Students, escorted by officers, began fleeing Norris Hall, hands in the air. An ambulance was pulled up to the sidewalk and a still body, strapped to a gurney, was loaded.

Finally secure

The scale of the tragedy would not emerge for several hours.

At 10:16 a.m., students and staff got a third e-mail telling them that classes had been canceled. “Those on campus are asked to remain where they are, lock their doors and stay away from windows.”

At 10:52, a fourth e-mail described “multiple shooting with victims in Norris Hall.” Again, everyone was asked to stay inside.

It was not until shortly after 1 p.m. that Campus Police Chief Wendell R. Flinchum made this announcement: “We believe campus is secure.” Slowly, students came out of their rooms.

Some went to Norris Hall. The sidewalk outside was stained with blood. Others headed to counseling sessions held inside the AJ dorm. ROTC cadets gathered to pray at the War Memorial Chapel, on the vast green field at the heart of campus.

At 7 p.m., law-enforcement officers rapped on the door of Harper Hall 2121. (LR: Seems very late to get to Cho)

They went into Cho’s bedroom and began packing his belongings into brown bags.

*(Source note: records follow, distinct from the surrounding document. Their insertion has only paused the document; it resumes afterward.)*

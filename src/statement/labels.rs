use std::sync::OnceLock;

use serde::Deserialize;

use crate::error::{Error, Result};

#[derive(Debug, Clone, Deserialize)]
#[serde(rename_all = "camelCase")]
pub struct StatementLabels {
    pub doc_title: String,
    pub statement_title: String,
    pub company_fallback: String,
    pub generated_on: String,

    pub employee_code: String,
    pub employee_name: String,
    pub department: String,
    pub designation: String,
    pub location: String,
    pub reporting_head: String,

    pub col_position: String,
    pub col_date: String,
    pub col_details: String,
    pub col_category: String,
    pub col_amount: String,
    pub total: String,

    pub claimed_by: String,
    pub checked_by: String,
    pub authorized_by: String,

    pub attachment_for: String,
    pub date: String,
    pub amount: String,
    document_placeholder: String,
    pub image_error: String,
    page: String,
}

impl StatementLabels {
    pub fn document_placeholder(&self, mime: &str) -> String {
        self.document_placeholder.replace("{mime}", mime)
    }

    pub fn page(&self, page: usize, pages: usize) -> String {
        self.page
            .replace("{page}", &page.to_string())
            .replace("{pages}", &pages.to_string())
    }
}

#[derive(Debug, Clone, Deserialize)]
struct StatementLabelsFile {
    en: StatementLabels,
}

static STATEMENT_LABELS: OnceLock<std::result::Result<StatementLabelsFile, String>> = OnceLock::new();

pub fn statement_labels() -> Result<&'static StatementLabels> {
    let file = STATEMENT_LABELS.get_or_init(|| {
        let json = include_str!("../../assets/statementLabels.json");
        serde_json::from_str::<StatementLabelsFile>(json)
            .map_err(|e| format!("Failed to parse embedded assets/statementLabels.json: {e}"))
    });

    match file {
        Ok(f) => Ok(&f.en),
        Err(e) => Err(Error::Config(e.clone())),
    }
}

#[cfg(test)]
mod tests {
    use super::*;

    #[test]
    fn embedded_labels_parse() {
        let l = statement_labels().unwrap();
        assert_eq!(l.claimed_by, "Claimed By");
        assert_eq!(l.page(2, 5), "Page 2 of 5");
        assert!(l.document_placeholder("application/pdf").contains("application/pdf"));
    }
}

According to the search warrant, police were seeking, “tools, documents, computer hardware … weapons, ammunition, explosives … instructional manuals for criminal acts of mass destruction and acts of terror.”

The police spent five hours examining Cho’s room and interviewing roommates. When they left at midnight, they told Grewal that Cho was suspected in the mass shooting. He had been found dead in Norris Hall, apparently of a self-inflicted wound, the guns at his side, a receipt for one still in his backpack.